Affective factors importantly interact with behavior and memory. Physiological mechanisms that underlie such interactions are objects of intensive studies. This involves the direct investigation of its relevance to understand learning and memory formation as well as the search for possibilities to treat memory disorders. The prolonged maintenance of long-term potentiation (LTP) – a cellular model for memory formation – is characterized by neuromodulatory, associative requirements. During the last years, we have delineated a neural system that may be responsible for affective–cognitive interactions at the cellular level. The stimulation of the basolateral amygdala (BLA), within an effective, associative time window, reinforces a normally transient, protein synthesis-independent early-LTP (less than 4–6 h) into a long-lasting, protein synthesis-dependent late-LTP in the dentate gyrus (DG) in freely moving rats (Frey et al., 2001 [12]).
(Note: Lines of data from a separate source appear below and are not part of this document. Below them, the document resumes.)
use super::*;
use std::time::Instant;
use wiremock::matchers::{method, path};
use wiremock::{Mock, MockServer, ResponseTemplate};

fn sandbox_with(config: SandboxConfig) -> Sandbox {
    let secrets = SecretProvider::new();
    secrets.set("API_TOKEN", "tok_live_0123456789");
    Sandbox::new(config, Arc::new(secrets)).unwrap()
}

fn sandbox() -> Sandbox {
    sandbox_with(SandboxConfig::default())
}

fn map(entries: &[(&str, Value)]) -> Value {
    Value::Map(
        entries
            .iter()
            .map(|(k, v)| ((*k).to_string(), v.clone()))
            .collect(),
    )
}

// ── Result derivation ──────────────────────────────────────

#[tokio::test]
async fn result_variable_is_the_value() {
    let out = sandbox()
        .execute(&CancellationToken::new(), "hello", r#"let result = "hello from script";"#)
        .await;
    assert_eq!(out.value, Some(Value::from("hello from script")));
    assert!(out.error.is_none());
    assert_eq!(out.output_text(), "hello from script");
}

#[tokio::test]
async fn main_takes_precedence_over_result() {
    let source = r"
        let result = 1;
        fn main() { 40 + 2 }
    ";
    let out = sandbox()
        .execute(&CancellationToken::new(), "main", source)
        .await;
    assert_eq!(out.value, Some(Value::Int(42)));
}

#[tokio::test]
async fn without_main_or_result_public_bindings_are_exported() {
    let source = r"
        let Total = 3;
        const LIMIT = 10;
        let helper = 99;
        let _internal = true;
    ";
    let out = sandbox()
        .execute(&CancellationToken::new(), "lib", source)
        .await;
    assert_eq!(
        out.value,
        Some(map(&[
            ("Total", Value::Int(3)),
            ("LIMIT", Value::Int(10)),
            ("_internal", Value::Bool(true)),
        ]))
    );
}

#[tokio::test]
async fn execute_function_passes_positional_args() {
    let source = r#"
        let unused = "top-level code runs first";
        fn greet(name, times) { "hi " + name + times }
    "#;
    let out = sandbox()
        .execute_function(
            &CancellationToken::new(),
            "greet",
            source,
            "greet",
            vec![Value::from("ada"), Value::Int(2)],
        )
        .await;
    assert_eq!(out.error, None);
    assert_eq!(out.value, Some(Value::from("hi ada2")));
}

#[tokio::test]
async fn map_results_cross_the_bridge() {
    let out = sandbox()
        .execute(
            &CancellationToken::new(),
            "map",
            r#"let result = #{ name: "x", tags: [1, 2.5, ()], ok: true };"#,
        )
        .await;
    assert_eq!(
        out.value,
        Some(map(&[
            ("name", Value::from("x")),
            (
                "tags",
                Value::List(vec![Value::Int(1), Value::Float(2.5), Value::Null])
            ),
            ("ok", Value::Bool(true)),
        ]))
    );
}

// ── Failure modes ──────────────────────────────────────────

#[tokio::test]
async fn division_by_zero_is_an_error_without_value() {
    let out = sandbox()
        .execute(&CancellationToken::new(), "div", "let result = 1 / 0;")
        .await;
    assert!(out.value.is_none());
    let error = out.error.unwrap();
    assert!(error.contains("runtime error in div"), "{error}");
}

#[tokio::test]
async fn compile_errors_are_reported() {
    let out = sandbox()
        .execute(&CancellationToken::new(), "broken", "let = ;")
        .await;
    assert!(out.error.unwrap().starts_with("compile error in broken"));
}

#[tokio::test]
async fn thrown_errors_are_reported() {
    let out = sandbox()
        .execute(&CancellationToken::new(), "throws", r#"throw "boom";"#)
        .await;
    assert!(out.error.unwrap().contains("boom"));
}

#[tokio::test]
async fn missing_and_non_function_targets() {
    let sandbox = sandbox();
    let ctx = CancellationToken::new();
    let source = "let answer = 42; fn real() { 1 }";

    let out = sandbox
        .execute_function(&ctx, "t", source, "nope", Vec::new())
        .await;
    assert_eq!(out.error.as_deref(), Some("function `nope` not found"));

    let out = sandbox
        .execute_function(&ctx, "t", source, "answer", Vec::new())
        .await;
    assert_eq!(out.error.as_deref(), Some("`answer` is not a function"));
}

#[tokio::test]
async fn eval_and_import_are_unavailable() {
    let sandbox = sandbox();
    let ctx = CancellationToken::new();
    for source in [r#"let result = eval("1 + 1");"#, r#"import "os" as os;"#] {
        let out = sandbox.execute(&ctx, "escape", source).await;
        assert!(out.error.is_some(), "{source} should fail");
    }
}

#[tokio::test]
async fn unbounded_loop_times_out() {
    let sandbox = sandbox_with(SandboxConfig {
        max_execution: Duration::from_millis(100),
        ..SandboxConfig::default()
    });
    let started = Instant::now();
    let out = sandbox
        .execute(&CancellationToken::new(), "spin", "let x = 0; loop { x += 1; }")
        .await;
    assert!(started.elapsed() < Duration::from_secs(2));
    assert_eq!(out.error.as_deref(), Some("execution timed out after 100ms"));
    assert!(out.duration >= Duration::from_millis(100));
}

#[tokio::test(flavor = "multi_thread")]
async fn caller_cancellation_wakes_sleeping_script() {
    let sandbox = Arc::new(sandbox());
    let ctx = CancellationToken::new();
    let cancel = ctx.clone();
    tokio::spawn(async move {
        tokio::time::sleep(Duration::from_millis(50)).await;
        cancel.cancel();
    });

    let started = Instant::now();
    let out = sandbox
        .execute(&ctx, "nap", "time::sleep(5); let result = 1;")
        .await;
    assert!(started.elapsed() < Duration::from_secs(2));
    assert_eq!(out.error.as_deref(), Some("execution cancelled"));
}

// ── Capabilities ───────────────────────────────────────────

#[tokio::test(flavor = "multi_thread")]
async fn file_urls_are_rejected() {
    let out = sandbox()
        .execute(
            &CancellationToken::new(),
            "ssrf",
            r#"let result = http::get("file:///etc/passwd");"#,
        )
        .await;
    assert!(out.value.is_none());
    assert!(out.error.unwrap().contains("unsupported URL scheme `file`"));
}

#[tokio::test(flavor = "multi_thread")]
async fn http_get_returns_status_body_headers() {
    let server = MockServer::start().await;
    Mock::given(method("GET"))
        .and(path("/status"))
        .respond_with(
            ResponseTemplate::new(200)
                .set_body_string(r#"{"up":true}"#)
                .insert_header("x-build", "7"),
        )
        .mount(&server)
        .await;

    let source = format!(
        r#"
        let resp = http::get("{}/status");
        let result = #{{ status: resp.status, up: json::decode(resp.body).up, build: resp.headers["x-build"] }};
        "#,
        server.uri()
    );
    let out = sandbox()
        .execute(&CancellationToken::new(), "probe", &source)
        .await;
    assert_eq!(
        out.value,
        Some(map(&[
            ("build", Value::from("7")),
            ("status", Value::Int(200)),
            ("up", Value::Bool(true)),
        ])),
        "{:?}",
        out.error
    );
}

#[tokio::test]
async fn secrets_module_reads_values_and_lists_names() {
    let out = sandbox()
        .execute(
            &CancellationToken::new(),
            "secrets",
            r#"let result = [secrets::get("API_TOKEN"), secrets::get("NOPE"), secrets::list()];"#,
        )
        .await;
    assert_eq!(
        out.value,
        Some(Value::List(vec![
            Value::from("tok_live_0123456789"),
            Value::Null,
            Value::List(vec![Value::from("API_TOKEN")]),
        ]))
    );
}

#[tokio::test]
async fn json_time_and_fmt_are_available() {
    let source = r#"
        let encoded = json::encode(#{ a: 1 });
        let stamp = time::now();
        let result = [encoded, fmt::sprintf("%05.1f|%s", [3.14159, "x"]), stamp.len() > 0, time::unix() > 0];
    "#;
    let out = sandbox()
        .execute(&CancellationToken::new(), "caps", source)
        .await;
    assert_eq!(
        out.value,
        Some(Value::List(vec![
            Value::from(r#"{"a":1}"#),
            Value::from("003.1|x"),
            Value::Bool(true),
            Value::Bool(true),
        ]))
    );
}

#[tokio::test(flavor = "multi_thread")]
async fn sleep_is_capped() {
    let sandbox = sandbox_with(SandboxConfig {
        max_execution: Duration::from_secs(20),
        ..SandboxConfig::default()
    });
    let started = Instant::now();
    let out = sandbox
        .execute(&CancellationToken::new(), "nap", "time::sleep(-3); time::sleep(0.01); let result = 1;")
        .await;
    assert_eq!(out.value, Some(Value::Int(1)));
    assert!(started.elapsed() < Duration::from_secs(2));
}

#[tokio::test(flavor = "multi_thread")]
async fn long_sleep_stops_at_five_seconds() {
    let sandbox = sandbox_with(SandboxConfig {
        max_execution: Duration::from_secs(10),
        ..SandboxConfig::default()
    });
    let started = Instant::now();
    let out = sandbox
        .execute(&CancellationToken::new(), "nap", "time::sleep(3600); let result = 1;")
        .await;
    let elapsed = started.elapsed();
    assert_eq!(out.error, None);
    assert_eq!(out.value, Some(Value::Int(1)));
    assert!(elapsed >= Duration::from_millis(4500), "woke too early: {elapsed:?}");
    assert!(elapsed < Duration::from_secs(7), "sleep was not capped: {elapsed:?}");
}

// ── Host functions ─────────────────────────────────────────

#[tokio::test]
async fn host_functions_are_callable() {
    let sandbox = sandbox();
    sandbox
        .add_function(
            "sum_all",
            Arc::new(|args: &[Value]| {
                args.iter()
                    .map(|v| match v {
                        Value::Int(i) => Ok(*i),
                        other => Err(format!("expected int, got {}", other.type_name())),
                    })
                    .sum::<Result<i64, String>>()
                    .map(Value::Int)
            }),
        )
        .unwrap();

    let ctx = CancellationToken::new();
    let out = sandbox
        .execute(&ctx, "sum", "let result = [sum_all(), sum_all(1, 2, 3, 4, 5, 6, 7, 8)];")
        .await;
    assert_eq!(
        out.value,
        Some(Value::List(vec![Value::Int(0), Value::Int(36)]))
    );

    let out = sandbox
        .execute(&ctx, "sum", r#"let result = sum_all(1, "two");"#)
        .await;
    assert!(out.error.unwrap().contains("expected int, got string"));
}

#[test]
fn host_function_names_must_be_identifiers() {
    let sandbox = sandbox();
    let noop: HostFunction = Arc::new(|_: &[Value]| -> Result<Value, String> { Ok(Value::Null) });
    for bad in ["", "1abc", "with space", "http", "main"] {
        assert!(matches!(
            sandbox.add_function(bad, Arc::clone(&noop)),
            Err(SandboxError::InvalidFunctionName(_))
        ));
    }
}

#[tokio::test]
async fn panicking_host_function_is_reported_as_aborted() {
    let sandbox = sandbox();
    sandbox
        .add_function(
            "explode",
            Arc::new(|_: &[Value]| -> Result<Value, String> { panic!("kaboom") }),
        )
        .unwrap();
    let out = sandbox
        .execute(&CancellationToken::new(), "boom", "let result = explode();")
        .await;
    assert_eq!(out.error.as_deref(), Some("execution aborted: kaboom"));
}

#[test]
fn execution_result_serializes_duration_in_millis() {
    let result = ExecutionResult::success(Value::from("ok"), Duration::from_millis(12));
    let json = serde_json::to_value(&result).unwrap();
    assert_eq!(json, serde_json::json!({ "value": "ok", "duration_ms": 12 }));
}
LTP reinforcement by stimulation of the BLA was mediated by cholinergic projection of the medial septum to the DG, and the noradrenergic projection from the locus coeruleus (Bergado et al., 2007 [2]). We were now interested to investigate a possible interaction of the nucleus raphe medialis (NRM) with DG-LTP. Although, NRM stimulation resulted in a depressing effect on basal synaptic transmission, we did not observe any interactions with early-LTP or with the BLA-DG LTP-reinforcement system.